_Aim of the task_
Reproduce the first line of the material below and each line after it, exactly, through the line containing "use crate::parsers::ParseValue;", and give nothing more.
(Material for this task begins)
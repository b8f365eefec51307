//! Filter primitives and the context they are rendered in.

use crate::attributes::Attributes;
use crate::drawing_ctx::ViewParams;
use crate::element::{set_attribute, AttributeErrors};
use crate::length::*;
use crate::node::{Node, NodeBorrow};
use crate::parsers::ParseValue;
use crate::rect::Rect;
use crate::transform::Transform;

pub mod error;
pub mod flood;
pub mod offset;
pub mod tile;

pub use self::error::FilterError;

/// Everything a primitive needs to know about the filter that contains it.
///
/// All surfaces involved in a filter have the size of the canvas, and regions are
/// expressed in canvas pixels.
pub struct FilterContext {
    /// Size of every intermediate surface.
    width: i32,
    height: i32,

    /// The filter effects region, in canvas space, on whole pixels.
    effects_region: Rect,

    /// Maps `primitiveUnits` coordinates to canvas space.
    paffine: Transform,

    /// Viewport for percentages in primitive attributes, already in `primitiveUnits`.
    params: ViewParams,
}

/// What a primitive produced.
pub struct FilterOutput {
    pub surface: cairo::ImageSurface,

    /// The primitive subregion; nothing outside of it was drawn.
    pub bounds: Rect,
}

impl FilterContext {
    /// Creates a context; `effects_region` gets rounded out to whole pixels and clipped
    /// to the surface size.
    pub fn new(
        width: i32,
        height: i32,
        effects_region: Rect,
        paffine: Transform,
        params: ViewParams,
    ) -> FilterContext {
        let canvas = Rect::from_size(f64::from(width), f64::from(height));

        FilterContext {
            width,
            height,
            effects_region: pixel_bounds(&effects_region)
                .intersection(&canvas)
                .unwrap_or_default(),
            paffine,
            params,
        }
    }

    #[inline]
    pub fn effects_region(&self) -> Rect {
        self.effects_region
    }

    /// Returns the transform from `primitiveUnits` to canvas space.
    #[inline]
    pub fn paffine(&self) -> Transform {
        self.paffine
    }

    /// Creates a transparent surface for a primitive's output.
    pub fn new_surface(&self) -> Result<cairo::ImageSurface, FilterError> {
        Ok(cairo::ImageSurface::create(
            cairo::Format::ARgb32,
            self.width,
            self.height,
        )?)
    }
}

/// Limits drawing on `cr` to `bounds`.
pub fn clip_to_bounds(cr: &cairo::Context, bounds: &Rect) {
    cr.rectangle(bounds.x0, bounds.y0, bounds.width(), bounds.height());
    cr.clip();
}

/// Smallest rectangle on whole pixels that contains `r`.
fn pixel_bounds(r: &Rect) -> Rect {
    Rect::new(r.x0.floor(), r.y0.floor(), r.x1.ceil(), r.y1.ceil())
}

/// The `x`, `y`, `width`, `height` attributes that every primitive accepts.
///
/// They are in `primitiveUnits`.  Unset ones take their value from a default region,
/// which depends on the primitive.
#[derive(Default)]
pub struct Primitive {
    x: Option<Length<Horizontal>>,
    y: Option<Length<Vertical>>,
    width: Option<ULength<Horizontal>>,
    height: Option<ULength<Vertical>>,
}

impl Primitive {
    pub fn set_attributes(&mut self, attrs: &Attributes, errors: &mut AttributeErrors<'_>) {
        for (attr, value) in attrs.iter() {
            match attr.as_str() {
                "x" => set_attribute(&mut self.x, attr.parse(value), errors),
                "y" => set_attribute(&mut self.y, attr.parse(value), errors),
                "width" => set_attribute(&mut self.width, attr.parse(value), errors),
                "height" => set_attribute(&mut self.height, attr.parse(value), errors),
                _ => (),
            }
        }
    }

    /// Computes the primitive subregion in canvas pixels, clipped to the effects region.
    ///
    /// `default` is in canvas space; it is used as is when none of the attributes is set.
    pub fn subregion(&self, node: &Node, ctx: &FilterContext, default: Rect) -> Rect {
        let is_set = self.x.is_some()
            || self.y.is_some()
            || self.width.is_some()
            || self.height.is_some();

        let region = match ctx.paffine.invert() {
            Some(inverse) if is_set => {
                let elt = node.borrow_element();
                let values = elt.get_computed_values();
                let params = &ctx.params;

                let r = inverse.transform_rect(&default);

                let x = self.x.map_or(r.x0, |l| l.to_user(values, params));
                let y = self.y.map_or(r.y0, |l| l.to_user(values, params));
                let w = self.width.map_or(r.width(), |l| l.to_user(values, params));
                let h = self.height.map_or(r.height(), |l| l.to_user(values, params));

                ctx.paffine.transform_rect(&Rect::new(x, y, x + w, y + h))
            }

            _ => default,
        };

        pixel_bounds(&region)
            .intersection(&ctx.effects_region)
            .unwrap_or_default()
    }
}

/// A filter primitive interface.
pub trait FilterEffect {
    /// Renders the primitive, taking the previous primitive's result as `input`.
    ///
    /// The first primitive in a filter gets the filtered element's rendering, with
    /// the effects region as its bounds.
    fn render(
        &self,
        node: &Node,
        ctx: &FilterContext,
        input: &FilterOutput,
    ) -> Result<FilterOutput, FilterError>;
}

#[cfg(test)]
mod tests {
    use super::*;
    use crate::dpi::Dpi;
    use crate::element::Element;
    use crate::session::Session;

    fn context(paffine: Transform) -> FilterContext {
        FilterContext::new(
            20,
            20,
            Rect::new(1.5, 2.0, 18.2, 17.0),
            paffine,
            ViewParams::new(Dpi::default(), 100.0, 100.0),
        )
    }

    fn primitive(attrs: &[(&str, &str)]) -> (Primitive, Node) {
        let session = Session::new_for_test_suite();
        let attrs = Attributes::from(attrs);

        let mut primitive = Primitive::default();
        let mut errors = AttributeErrors::new(&session);
        primitive.set_attributes(&attrs, &mut errors);
        assert!(errors.into_vec().is_empty());

        let node = Node::new(Element::new(&session, "feFlood", &attrs));

        (primitive, node)
    }

    #[test]
    fn effects_region_is_on_whole_pixels_inside_the_canvas() {
        let ctx = FilterContext::new(
            10,
            10,
            Rect::new(-3.0, 0.5, 8.5, 30.0),
            Transform::identity(),
            ViewParams::new(Dpi::default(), 10.0, 10.0),
        );

        assert_eq!(ctx.effects_region(), Rect::new(0.0, 0.0, 9.0, 10.0));
    }

    #[test]
    fn unset_subregion_uses_default() {
        let ctx = context(Transform::identity());
        let (p, node) = primitive(&[]);

        assert_eq!(
            p.subregion(&node, &ctx, ctx.effects_region()),
            Rect::new(1.0, 2.0, 19.0, 17.0)
        );
        assert_eq!(
            p.subregion(&node, &ctx, Rect::new(4.0, 4.0, 6.5, 6.0)),
            Rect::new(4.0, 4.0, 7.0, 6.0)
        );
    }

    #[test]
    fn subregion_attributes_are_in_primitive_units() {
        let ctx = context(Transform::new_translate(2.0, 0.0).pre_scale(2.0, 2.0));
        let (p, node) = primitive(&[("x", "1"), ("width", "3")]);

        // y and height come from the default, through the primitive space.
        assert_eq!(
            p.subregion(&node, &ctx, Rect::new(0.0, 4.0, 20.0, 10.0)),
            Rect::new(4.0, 4.0, 10.0, 10.0)
        );
    }

    #[test]
    fn negative_subregion_size_is_an_error() {
        let session = Session::new_for_test_suite();
        let mut errors = AttributeErrors::new(&session);

        let mut p = Primitive::default();
        p.set_attributes(&Attributes::from(&[("width", "-1")][..]), &mut errors);

        assert_eq!(errors.into_vec().len(), 1);
        assert!(p.width.is_none());
    }

    #[test]
    fn subregion_is_clipped_to_effects_region() {
        let ctx = context(Transform::identity());
        let (p, node) = primitive(&[("x", "-5"), ("y", "-5"), ("width", "10"), ("height", "100")]);

        assert_eq!(
            p.subregion(&node, &ctx, ctx.effects_region()),
            Rect::new(1.0, 2.0, 5.0, 17.0)
        );
    }
}
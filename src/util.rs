//! Miscellaneous utilities.

pub fn clamp<T: PartialOrd>(val: T, low: T, high: T) -> T {
    if val < low {
        low
    } else if val > high {
        high
    } else {
        val
    }
}

#[macro_export]
macro_rules! enum_default {
    ($name:ident, $default:expr) => {
        impl Default for $name {
            #[inline]
            fn default() -> $name {
                $default
            }
        }
    };
}

#[cfg(test)]
mod tests {
    use super::*;

    #[test]
    fn clamps_to_range() {
        assert_eq!(clamp(-1.0, 0.0, 1.0), 0.0);
        assert_eq!(clamp(0.5, 0.0, 1.0), 0.5);
        assert_eq!(clamp(7, 0, 5), 5);
    }
}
(Material for this task ends)
_Exercise result_
repository b8f365eefec51307
//! Filter primitives and the context they are rendered in.

use crate::attributes::Attributes;
use crate::drawing_ctx::ViewParams;
use crate::element::{set_attribute, AttributeErrors};
use crate::length::*;
use crate::node::{Node, NodeBorrow};
use crate::parsers::ParseValue;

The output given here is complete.